The Selectric’s golf ball, which seemed so futuristic in 1976, was actually channeling an old idea—changeable typefaces—that Gutenberg himself would have recognized. By making the golf ball interchangeable, the Selectric enabled different fonts, including italics, scientific notation and other languages, to be swapped in. Similarly, TeX’s obsession with beautiful mathematics echoes the medieval scribes’ illuminated manuscripts, just executed through algorithms instead of brushstrokes.
The explosion of content
Each typographical leap hasn’t just improved quality—it’s exponentially increased quantity. The rapid economic and socio-cultural development of late medieval society in Europe created favorable intellectual and technological conditions for Gutenberg’s improved version of the printing press. The same pattern repeated with the Selectric, with desktop publishing, with the web.
Today, we publish more content in a day than humanity produced in centuries before Gutenberg. My father’s carefully typed technical papers on that precious Selectric have given way to instant global publication—like this blog that I am typing in an app in my browser and publishing on my personal soapbox. The letters I sent from Stanford, experimenting with fonts, have evolved into blogs, tweets, and instant messages that circle the globe in milliseconds.
Yet something remains constant: the human desire to make our words beautiful, to give our thoughts form that honors their content. Whether it’s a monk illuminating a manuscript, Gutenberg arranging his type, my father changing the golf ball for a mathematical symbol, or me choosing the perfect font in a blog—we’re all part of the same, long tradition.

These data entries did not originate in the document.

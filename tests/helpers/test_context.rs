//! Test context for unified test setup
//!
//! Wires an in-memory database, the mock Telegram server and in-memory admin
//! sessions into a [`ServiceFactory`], the same way `main` does for the real bot.

use serde_json::json;
use teloxide::types::{CallbackQuery, Message, User};
use teloxide::Bot;

use story_bot::config::Settings;
use story_bot::database::{create_pool, run_migrations, DatabaseConfig, DatabaseService};
use story_bot::handlers::{handle_callback_query, handle_command, handle_message, Command};
use story_bot::models::settings::{flag_value, SettingKey};
use story_bot::models::user::UserProfile;
use story_bot::services::ServiceFactory;
use story_bot::state::StateStorage;

use super::telegram_mock::{TelegramMockServer, TEST_BOT_TOKEN};

pub const ADMIN_ID: i64 = 555;
pub const ALICE_ID: i64 = 100;
pub const BOB_ID: i64 = 200;

/// Unified test context that manages all test components
pub struct TestContext {
    pub telegram: TelegramMockServer,
    pub bot: Bot,
    pub services: ServiceFactory,
    pub state_storage: StateStorage,
}

impl TestContext {
    /// Context with default settings and all Telegram endpoints succeeding
    pub async fn new() -> Self {
        Self::with_settings(test_settings()).await
    }

    pub async fn with_settings(settings: Settings) -> Self {
        let _ = tracing_subscriber::fmt().with_test_writer().try_init();

        let pool = create_pool(&DatabaseConfig::in_memory())
            .await
            .expect("Failed to create test database");
        run_migrations(&pool).await.expect("Failed to run migrations");

        let database = DatabaseService::new(pool);
        database.seed_settings(&settings).await.expect("Failed to seed settings");
        database
            .users
            .ensure_admin(settings.bot.admin_id)
            .await
            .expect("Failed to create admin");

        let telegram = TelegramMockServer::new().await;
        telegram.setup_default_mocks().await;

        let bot = telegram.bot();
        let services = ServiceFactory::new(bot.clone(), settings, database);

        Self {
            telegram,
            bot,
            services,
            state_storage: StateStorage::in_memory(),
        }
    }

    pub fn database(&self) -> &DatabaseService {
        &self.services.database
    }

    /// Change an access flag at runtime, like the admin toggles do
    pub async fn set_flag(&self, key: SettingKey, enabled: bool) {
        self.database()
            .settings
            .set(key, flag_value(enabled))
            .await
            .expect("Failed to update flag");
    }

    /// Turn the subscription gate on for `channel`
    pub async fn require_channel(&self, channel: &str) {
        self.set_flag(SettingKey::SubscriptionRequired, true).await;
        self.database()
            .settings
            .set(SettingKey::Channel, channel)
            .await
            .expect("Failed to set channel");
    }

    /// Deliver a plain text message from `user_id`
    pub async fn send_text(&self, user_id: i64, text: &str) {
        let msg = message_from(user_id, text);
        handle_message(self.bot.clone(), msg, self.services.clone(), self.state_storage.clone())
            .await
            .expect("message handler failed");
    }

    /// Deliver a bot command from `user_id`
    pub async fn send_command(&self, user_id: i64, command: Command) {
        let text = match command {
            Command::Start => "/start",
            Command::Help => "/help",
            Command::Admin => "/admin",
            Command::Cancel => "/cancel",
        };
        let msg = message_from(user_id, text);
        handle_command(self.bot.clone(), msg, command, self.services.clone(), self.state_storage.clone())
            .await
            .expect("command handler failed");
    }

    /// Deliver an inline button press from `user_id`
    pub async fn press(&self, user_id: i64, data: &str) {
        let query = callback_from(user_id, data);
        handle_callback_query(self.bot.clone(), query, self.services.clone(), self.state_storage.clone())
            .await
            .expect("callback handler failed");
    }

    /// Run the access gate directly
    pub async fn evaluate(&self, user_id: i64, recheck: bool) -> story_bot::services::AccessDecision {
        self.services
            .access_gate
            .evaluate(&profile(user_id), recheck)
            .await
            .expect("access gate failed")
    }
}

/// Settings used by every test: admin 555, approval required, no channel
pub fn test_settings() -> Settings {
    let mut settings = Settings::default();
    settings.bot.token = TEST_BOT_TOKEN.to_string();
    settings.bot.admin_id = ADMIN_ID;
    settings.access.approval_required = true;
    settings.access.auto_approve = false;
    settings.access.subscription_required = false;
    settings.access.channel = None;
    settings.logging.level = "debug".to_string();
    settings
}

pub fn first_name_of(user_id: i64) -> &'static str {
    match user_id {
        ALICE_ID => "Alice",
        BOB_ID => "Bob",
        ADMIN_ID => "Admin",
        _ => "Tester",
    }
}

pub fn profile(user_id: i64) -> UserProfile {
    let mut profile = UserProfile::new(user_id, first_name_of(user_id));
    profile.username = Some(first_name_of(user_id).to_lowercase());
    profile
}

fn user_json(user_id: i64) -> serde_json::Value {
    json!({
        "id": user_id,
        "is_bot": false,
        "first_name": first_name_of(user_id),
        "username": first_name_of(user_id).to_lowercase()
    })
}

pub fn telegram_user(user_id: i64) -> User {
    serde_json::from_value(user_json(user_id)).expect("valid user json")
}

/// Private-chat message from `user_id`
pub fn message_from(user_id: i64, text: &str) -> Message {
    serde_json::from_value(json!({
        "message_id": 1,
        "date": 1717200000,
        "chat": {
            "id": user_id,
            "type": "private",
            "first_name": first_name_of(user_id)
        },
        "from": user_json(user_id),
        "text": text
    }))
    .expect("valid message json")
}

/// Button press on a bot message in the private chat with `user_id`
pub fn callback_from(user_id: i64, data: &str) -> CallbackQuery {
    serde_json::from_value(json!({
        "id": "4382bfdwdsb323b2d9",
        "from": user_json(user_id),
        "chat_instance": "-5716374582412345",
        "data": data,
        "message": {
            "message_id": 42,
            "date": 1717200000,
            "chat": {
                "id": user_id,
                "type": "private",
                "first_name": first_name_of(user_id)
            },
            "from": {
                "id": 12345,
                "is_bot": true,
                "first_name": "StoryBot",
                "username": "story_bot"
            },
            "text": "menu"
        }
    }))
    .expect("valid callback query json")
}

The golf ball has stopped dancing, replaced by pixels and vectors. But the dance itself continues, as we find new ways to make words sing on page and screen. Typography isn’t just about making text readable—it’s about making knowledge accessible, beautiful, and democratic. From Gutenberg’s press to the Selectric’s golf ball to the screens we read these words on, each innovation has brought us closer to that ideal.
In our family room, I have a collector’s Mac Classic. Now, I am on the hunt for an IBM Selectric along with one of those IBM golf balls—Courier, naturally. I hope that it will sit on a shelf in my study in the not too distant future, a tangible reminder of how far we’ve come, and how each generation builds on the shoulders of giants, one character at a time.